● Collected data:
##########

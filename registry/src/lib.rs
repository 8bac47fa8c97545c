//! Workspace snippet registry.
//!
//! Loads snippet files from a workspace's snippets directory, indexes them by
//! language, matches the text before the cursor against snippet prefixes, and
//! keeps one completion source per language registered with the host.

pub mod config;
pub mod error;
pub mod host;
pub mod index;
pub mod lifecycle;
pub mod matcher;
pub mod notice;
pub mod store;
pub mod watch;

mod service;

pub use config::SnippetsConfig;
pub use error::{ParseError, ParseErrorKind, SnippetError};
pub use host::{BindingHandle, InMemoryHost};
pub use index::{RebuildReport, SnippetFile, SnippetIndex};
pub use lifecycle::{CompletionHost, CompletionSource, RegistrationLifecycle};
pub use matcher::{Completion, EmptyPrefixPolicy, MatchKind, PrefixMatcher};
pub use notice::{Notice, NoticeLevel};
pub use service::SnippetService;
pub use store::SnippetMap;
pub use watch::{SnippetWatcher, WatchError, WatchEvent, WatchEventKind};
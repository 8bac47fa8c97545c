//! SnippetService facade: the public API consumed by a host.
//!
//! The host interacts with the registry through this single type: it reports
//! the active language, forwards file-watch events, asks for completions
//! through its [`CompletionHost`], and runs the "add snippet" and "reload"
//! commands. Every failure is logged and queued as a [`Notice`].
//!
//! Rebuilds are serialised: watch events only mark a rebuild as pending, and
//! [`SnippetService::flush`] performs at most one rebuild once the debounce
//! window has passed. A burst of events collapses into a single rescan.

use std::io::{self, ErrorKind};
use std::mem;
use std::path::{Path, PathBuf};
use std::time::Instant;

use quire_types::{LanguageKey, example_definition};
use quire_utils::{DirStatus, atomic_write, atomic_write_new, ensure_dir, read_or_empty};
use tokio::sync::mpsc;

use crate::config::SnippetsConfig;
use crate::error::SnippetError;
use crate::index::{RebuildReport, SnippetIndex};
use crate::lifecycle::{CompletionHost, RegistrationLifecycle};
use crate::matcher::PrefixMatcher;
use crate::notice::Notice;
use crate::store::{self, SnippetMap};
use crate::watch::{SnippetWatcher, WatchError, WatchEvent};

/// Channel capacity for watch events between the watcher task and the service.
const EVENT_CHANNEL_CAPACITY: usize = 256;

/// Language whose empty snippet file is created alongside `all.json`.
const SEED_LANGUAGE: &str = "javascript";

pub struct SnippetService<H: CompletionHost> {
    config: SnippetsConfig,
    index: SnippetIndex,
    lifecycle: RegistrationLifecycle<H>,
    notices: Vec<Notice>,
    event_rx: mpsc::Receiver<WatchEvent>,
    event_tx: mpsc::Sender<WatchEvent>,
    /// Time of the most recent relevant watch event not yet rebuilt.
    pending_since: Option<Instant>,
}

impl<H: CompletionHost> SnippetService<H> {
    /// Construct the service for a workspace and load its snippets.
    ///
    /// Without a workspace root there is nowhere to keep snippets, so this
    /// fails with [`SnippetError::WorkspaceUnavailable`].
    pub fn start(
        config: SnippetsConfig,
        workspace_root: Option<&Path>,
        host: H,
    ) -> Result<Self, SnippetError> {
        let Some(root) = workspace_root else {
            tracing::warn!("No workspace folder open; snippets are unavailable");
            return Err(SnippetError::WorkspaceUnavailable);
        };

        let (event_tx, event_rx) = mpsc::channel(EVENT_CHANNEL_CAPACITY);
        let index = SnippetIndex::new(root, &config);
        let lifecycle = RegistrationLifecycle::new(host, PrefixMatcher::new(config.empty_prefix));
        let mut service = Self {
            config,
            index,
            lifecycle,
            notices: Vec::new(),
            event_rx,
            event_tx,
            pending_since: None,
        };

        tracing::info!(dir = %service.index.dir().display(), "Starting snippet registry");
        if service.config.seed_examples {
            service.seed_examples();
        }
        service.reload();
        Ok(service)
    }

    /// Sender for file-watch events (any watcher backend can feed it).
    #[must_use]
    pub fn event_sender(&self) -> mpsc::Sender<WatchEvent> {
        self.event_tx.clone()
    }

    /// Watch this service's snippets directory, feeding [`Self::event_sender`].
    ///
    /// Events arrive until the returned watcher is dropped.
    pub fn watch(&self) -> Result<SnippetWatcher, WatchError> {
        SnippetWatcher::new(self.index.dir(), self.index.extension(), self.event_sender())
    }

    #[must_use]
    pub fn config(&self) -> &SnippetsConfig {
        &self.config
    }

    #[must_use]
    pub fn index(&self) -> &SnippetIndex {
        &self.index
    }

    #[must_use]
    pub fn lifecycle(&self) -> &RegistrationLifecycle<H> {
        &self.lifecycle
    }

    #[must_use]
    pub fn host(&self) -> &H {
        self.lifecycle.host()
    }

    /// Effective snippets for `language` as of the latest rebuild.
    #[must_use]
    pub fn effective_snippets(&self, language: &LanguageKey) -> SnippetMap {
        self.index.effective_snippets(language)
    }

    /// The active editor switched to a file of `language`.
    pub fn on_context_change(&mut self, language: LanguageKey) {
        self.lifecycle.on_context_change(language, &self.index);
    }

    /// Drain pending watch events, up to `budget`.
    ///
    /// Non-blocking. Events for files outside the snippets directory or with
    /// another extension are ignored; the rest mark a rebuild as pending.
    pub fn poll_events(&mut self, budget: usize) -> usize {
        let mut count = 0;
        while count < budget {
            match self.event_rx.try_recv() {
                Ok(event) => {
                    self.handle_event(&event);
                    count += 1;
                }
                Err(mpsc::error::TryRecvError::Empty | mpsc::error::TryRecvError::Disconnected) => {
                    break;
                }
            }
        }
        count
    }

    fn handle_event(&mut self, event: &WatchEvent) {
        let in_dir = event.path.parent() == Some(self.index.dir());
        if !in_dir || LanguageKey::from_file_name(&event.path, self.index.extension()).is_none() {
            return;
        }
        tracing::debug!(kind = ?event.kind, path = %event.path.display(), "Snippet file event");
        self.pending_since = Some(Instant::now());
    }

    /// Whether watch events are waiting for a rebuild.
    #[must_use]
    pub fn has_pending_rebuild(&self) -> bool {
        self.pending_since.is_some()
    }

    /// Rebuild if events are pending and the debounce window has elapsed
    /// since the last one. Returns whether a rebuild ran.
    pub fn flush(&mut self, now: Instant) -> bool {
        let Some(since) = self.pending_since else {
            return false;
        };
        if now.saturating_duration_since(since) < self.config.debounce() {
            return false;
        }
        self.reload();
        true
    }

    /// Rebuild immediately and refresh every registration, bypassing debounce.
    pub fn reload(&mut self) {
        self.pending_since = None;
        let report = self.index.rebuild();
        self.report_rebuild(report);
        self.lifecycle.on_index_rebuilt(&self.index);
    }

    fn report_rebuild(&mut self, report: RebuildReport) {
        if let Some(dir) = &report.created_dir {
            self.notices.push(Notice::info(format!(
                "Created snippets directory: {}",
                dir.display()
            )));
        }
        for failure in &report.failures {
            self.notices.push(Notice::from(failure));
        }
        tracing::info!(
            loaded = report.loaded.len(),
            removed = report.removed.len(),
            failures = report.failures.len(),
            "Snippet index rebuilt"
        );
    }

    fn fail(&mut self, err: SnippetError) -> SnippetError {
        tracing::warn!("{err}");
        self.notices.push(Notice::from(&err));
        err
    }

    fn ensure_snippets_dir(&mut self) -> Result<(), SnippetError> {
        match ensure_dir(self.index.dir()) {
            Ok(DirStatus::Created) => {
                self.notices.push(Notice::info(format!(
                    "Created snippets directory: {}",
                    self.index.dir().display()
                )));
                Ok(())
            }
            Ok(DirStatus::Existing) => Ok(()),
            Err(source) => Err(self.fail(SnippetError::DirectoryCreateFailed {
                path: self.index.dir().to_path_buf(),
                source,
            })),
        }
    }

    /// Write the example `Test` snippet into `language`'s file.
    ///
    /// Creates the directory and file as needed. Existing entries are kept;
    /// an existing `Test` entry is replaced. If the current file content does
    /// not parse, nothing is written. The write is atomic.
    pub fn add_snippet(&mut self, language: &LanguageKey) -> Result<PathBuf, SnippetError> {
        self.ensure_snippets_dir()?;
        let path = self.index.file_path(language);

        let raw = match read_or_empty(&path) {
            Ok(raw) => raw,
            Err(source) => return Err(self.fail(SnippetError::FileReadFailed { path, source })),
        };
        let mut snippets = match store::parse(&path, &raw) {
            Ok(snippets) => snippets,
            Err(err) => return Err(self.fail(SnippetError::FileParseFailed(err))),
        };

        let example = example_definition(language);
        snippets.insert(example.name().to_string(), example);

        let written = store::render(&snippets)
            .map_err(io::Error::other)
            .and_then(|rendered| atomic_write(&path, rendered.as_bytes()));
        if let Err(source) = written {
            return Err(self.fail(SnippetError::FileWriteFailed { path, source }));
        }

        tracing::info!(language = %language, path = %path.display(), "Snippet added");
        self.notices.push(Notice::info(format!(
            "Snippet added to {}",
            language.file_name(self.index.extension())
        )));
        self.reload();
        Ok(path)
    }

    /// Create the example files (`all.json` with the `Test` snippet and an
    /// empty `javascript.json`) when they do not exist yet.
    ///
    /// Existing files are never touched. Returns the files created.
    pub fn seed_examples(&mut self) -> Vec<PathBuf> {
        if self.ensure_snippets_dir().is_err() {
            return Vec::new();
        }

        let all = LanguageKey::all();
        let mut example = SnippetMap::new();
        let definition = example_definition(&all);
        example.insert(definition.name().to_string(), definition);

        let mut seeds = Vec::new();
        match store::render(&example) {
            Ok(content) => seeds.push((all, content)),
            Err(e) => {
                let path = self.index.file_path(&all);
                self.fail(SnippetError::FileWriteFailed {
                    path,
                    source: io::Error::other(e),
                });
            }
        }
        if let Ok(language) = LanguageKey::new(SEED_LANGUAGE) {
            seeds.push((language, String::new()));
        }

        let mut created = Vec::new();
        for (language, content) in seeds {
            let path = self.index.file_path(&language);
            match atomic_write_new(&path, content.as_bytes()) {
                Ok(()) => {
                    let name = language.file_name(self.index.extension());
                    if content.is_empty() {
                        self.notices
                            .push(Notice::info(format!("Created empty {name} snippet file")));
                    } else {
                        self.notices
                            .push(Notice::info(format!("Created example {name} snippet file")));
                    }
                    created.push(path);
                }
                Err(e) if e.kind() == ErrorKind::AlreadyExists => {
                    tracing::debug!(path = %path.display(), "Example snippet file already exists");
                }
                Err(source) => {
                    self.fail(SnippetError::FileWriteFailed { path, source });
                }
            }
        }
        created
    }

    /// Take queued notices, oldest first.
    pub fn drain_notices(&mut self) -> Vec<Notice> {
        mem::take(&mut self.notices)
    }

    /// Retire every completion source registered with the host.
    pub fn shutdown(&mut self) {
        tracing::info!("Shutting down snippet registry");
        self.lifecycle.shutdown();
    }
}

##########

● Instructions to follow: Return the lines above that include the string "insert".

● Answer to this problem:
        snippets.insert(example.name().to_string(), example);
        example.insert(definition.name().to_string(), definition);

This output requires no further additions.